Senate Intelligence Committee Votes To Declassify Portion of Torture Report

A cruel irony of yesterday’s Supreme Court ruling lies in the Chief Justice’s definition of corruption.   If you’re one of the 644 Americans to which the Roberts court dedicated its ruling, the court gave you an additional kiss with its newly anointed definition of political corruption.

Spending large sums of money in connection with elections, but not in connection with an effort to control the exercise of an officeholder’s official duties, does not give rise to such quid pro quo corruption. Nor does the possibility that an individual who spends large sums may garner “influence over or access to” elected officials or political parties.
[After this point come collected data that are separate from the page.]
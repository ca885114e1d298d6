//! PHP runtime integration
//!
//! Overrides from a descriptor fall into two classes. Pool-scope
//! directives go into the project's own worker pool file. Host-global
//! directives can only take effect in the runtime's global ini scan
//! directory, which every project on that PHP version shares, so one
//! project at a time owns that file.

pub mod pool;
pub mod settings;
pub mod system_ini;

pub use pool::PoolManager;
pub use settings::{split, IniSplit};
pub use system_ini::{ActivationState, ClaimOutcome, SystemIniArbiter, SystemIniOwner};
And because the Government’s interest in preventing the appearance of corruption is equally confined to the appearance of quid pro quo corruption, the Government may not seek to limit the appearance of mere influence or access.
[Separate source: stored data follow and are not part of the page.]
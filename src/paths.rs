//! On-disk layout of generated host state
//!
//! Everything devhost generates lives under one root (`~/.devhost` unless
//! `DEVHOST_HOME` is set). All of it is derived state: it can be deleted and
//! rebuilt by reconciling again, except the system-ini ownership records.

use crate::error::{DevhostError, Result};
use std::path::{Path, PathBuf};

/// Environment variable overriding the state root
pub const HOME_ENV: &str = "DEVHOST_HOME";

#[derive(Debug, Clone, PartialEq, Eq)]
pub struct Paths {
    root: PathBuf,
}

impl Paths {
    pub fn new(root: impl Into<PathBuf>) -> Self {
        Self { root: root.into() }
    }

    /// Resolve the state root from `DEVHOST_HOME` or the user's home directory
    pub fn discover() -> Result<Self> {
        if let Ok(home) = std::env::var(HOME_ENV) {
            if !home.is_empty() {
                return Ok(Self::new(home));
            }
        }
        let home = dirs_next::home_dir()
            .ok_or_else(|| DevhostError::config("cannot determine the home directory"))?;
        Ok(Self::new(home.join(".devhost")))
    }

    pub fn root(&self) -> &Path {
        &self.root
    }

    pub fn config_file(&self) -> PathBuf {
        self.root.join("config.toml")
    }

    pub fn docker_dir(&self) -> PathBuf {
        self.root.join("docker")
    }

    pub fn compose_file(&self) -> PathBuf {
        self.docker_dir().join("docker-compose.yml")
    }

    pub fn varnish_vcl(&self, version: &str) -> PathBuf {
        self.docker_dir().join(format!("varnish-{}.vcl", version))
    }

    pub fn php_dir(&self, version: &str) -> PathBuf {
        self.root.join("php").join(version)
    }

    pub fn pool_dir(&self, version: &str) -> PathBuf {
        self.php_dir(version).join("pools")
    }

    pub fn pool_file(&self, version: &str, project: &str) -> PathBuf {
        self.pool_dir(version).join(format!("{}.conf", project))
    }

    pub fn run_dir(&self) -> PathBuf {
        self.root.join("run")
    }

    pub fn pool_socket(&self, version: &str, project: &str) -> PathBuf {
        self.run_dir().join(format!("php{}-{}.sock", version, project))
    }

    pub fn system_ini_dir(&self, version: &str) -> PathBuf {
        self.php_dir(version).join("system")
    }

    /// Staged host-global settings, rewritten by every claim
    pub fn system_ini_staged(&self, version: &str) -> PathBuf {
        self.system_ini_dir(version).join("devhost-system.ini")
    }

    /// Snapshot that the scan-directory symlink points at
    pub fn system_ini_active(&self, version: &str) -> PathBuf {
        self.system_ini_dir(version).join("devhost-system.active.ini")
    }

    pub fn system_ini_owner(&self, version: &str) -> PathBuf {
        self.system_ini_dir(version).join("owner.json")
    }

    pub fn vhost_dir(&self) -> PathBuf {
        self.root.join("nginx").join("vhosts")
    }

    pub fn vhost_file(&self, project: &str) -> PathBuf {
        self.vhost_dir().join(format!("{}.conf", project))
    }

    pub fn marker_file(&self, project: &str) -> PathBuf {
        self.vhost_dir().join(format!("{}.project.json", project))
    }

    pub fn certs_dir(&self) -> PathBuf {
        self.root.join("certs")
    }

    pub fn ca_dir(&self) -> PathBuf {
        self.certs_dir().join("ca")
    }

    pub fn ca_cert(&self) -> PathBuf {
        self.ca_dir().join("rootCA.pem")
    }

    pub fn ca_key(&self) -> PathBuf {
        self.ca_dir().join("rootCA-key.pem")
    }

    pub fn ca_trusted_marker(&self) -> PathBuf {
        self.ca_dir().join(".trusted")
    }

    pub fn cert_dir(&self, domain: &str) -> PathBuf {
        self.certs_dir().join(domain)
    }

    pub fn cert_file(&self, domain: &str) -> PathBuf {
        self.cert_dir(domain).join("cert.pem")
    }

    pub fn key_file(&self, domain: &str) -> PathBuf {
        self.cert_dir(domain).join("key.pem")
    }

    pub fn project_dir(&self, project: &str) -> PathBuf {
        self.root.join("projects").join(project)
    }

    pub fn logs_dir(&self, project: &str) -> PathBuf {
        self.project_dir(project).join("logs")
    }

    pub fn dns_dir(&self) -> PathBuf {
        self.root.join("dns")
    }

    pub fn dns_state(&self) -> PathBuf {
        self.dns_dir().join("state.json")
    }

    pub fn library_dir(&self) -> PathBuf {
        self.root.join("library")
    }

    /// Flag file for a reload target whose config changed on disk
    pub fn pending_reload(&self, target: &str) -> PathBuf {
        self.root.join("pending").join(target)
    }
}

/// Persistent "written but not yet reloaded" flag for one reload target
///
/// Set when a generated file changes, cleared only after the reload that
/// loads it succeeds. A run that wrote the file but failed to reload
/// leaves the flag behind, so the next run reloads even though the file
/// is already up to date.
#[derive(Debug, Clone)]
pub struct ReloadFlag {
    path: PathBuf,
}

impl ReloadFlag {
    pub fn new(paths: &Paths, target: &str) -> Self {
        Self {
            path: paths.pending_reload(target),
        }
    }

    pub fn is_set(&self) -> bool {
        self.path.exists()
    }

    pub fn set(&self) -> Result<()> {
        write_if_changed(&self.path, "").map(|_| ())
    }

    pub fn clear(&self) -> Result<()> {
        remove_if_exists(&self.path).map(|_| ())
    }
}

/// Write `content` unless the file already holds exactly that
///
/// Returns whether the file changed. Parent directories are created.
pub fn write_if_changed(path: &Path, content: &str) -> Result<bool> {
    if let Ok(existing) = std::fs::read_to_string(path) {
        if existing == content {
            return Ok(false);
        }
    }
    if let Some(parent) = path.parent() {
        std::fs::create_dir_all(parent).map_err(|e| DevhostError::io(parent, e))?;
    }
    std::fs::write(path, content).map_err(|e| DevhostError::io(path, e))?;
    Ok(true)
}

/// Remove a file, treating "not found" as success. Returns whether it existed.
pub fn remove_if_exists(path: &Path) -> Result<bool> {
    match std::fs::remove_file(path) {
        Ok(()) => Ok(true),
        Err(e) if e.kind() == std::io::ErrorKind::NotFound => Ok(false),
        Err(e) => Err(DevhostError::io(path, e)),
    }
}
In other words, for the purpose of the Koch court’s beloved 644, corruption is only corruption when it’s out and out bribery.

Government may not seek to limit the appearance of mere influence or access is not limited to stopping the use of money to gut our social safety net, suppress our votes, or in Sheldon Addelson’s case ban that quaint old free enterprise concept of competition.

It also means buying protection – not only for the privileged 644, but also for their loyal servants in previous administrations that engaged in acts which we recognized, condemned and prosecuted as war crimes when done by other countries.  Finally, it means buying a dark cloud of silence that obstructs efforts to uncover secret programs like the Bush Administration’s torture program.

We have and continue to see it happen in the actions of Republican members of the Senate Intelligence Committee.  First they withdrew from the investigation in its early stages. They “dismissed” the report as “partisan” even though they refused to participate in the investigation, which makes any conclusions they offer suspect.

Today, when the Senate Intelligence Committee voted to declassify the 480-page executive summary, it did so without votes from the 664’s party of choice.

Senator Dianne Feinstein explained why the Democratic members pursued this investigation.

The purpose of this review was to uncover the facts behind this secret program, and the results were shocking. The report exposes brutality that stands in stark contrast to our values as a nation. It chronicles a stain on our history that must never again be allowed to happen.

Of course, we already know the general thrust of the report.  The CIA committed the war crime of torture and rendition in a program established by the Bush Administration.  We also know the report will not recommend prosecutions beyond the token few of underlings who were “just following orders.”

In other words, while the declassifed portion of report does serve to shed some light on the facts, that effort was resisted by the members most likely to be bought by the benefactors of yesterday’s ruling.

Water boarding, stress positions and sleep deprivation are among the methods of torture we already know about, though some who are in the know suggest even more savage methods of torture were also utilized.

According to various reports, the Senate Intelligence Committee says the evidence discredits the Republican Party’s favorite talking point.  Torture did not lead us to Bin Laden (contrary to the fictional account portrayed in Zero Dark Thirty.)  Moreover, people were designated a higher value than they were since the Bush Administration saved its use of torture for “high value” suspects. The report also discredited Dick Cheney’s claim (which he recently restated during a recent speech at American University) that torture was justified because it saved lives.

It took five years after this 6,000+ page report was completed to secure enough votes among the Senate Intelligence Committee’s members to release the 480-page summary.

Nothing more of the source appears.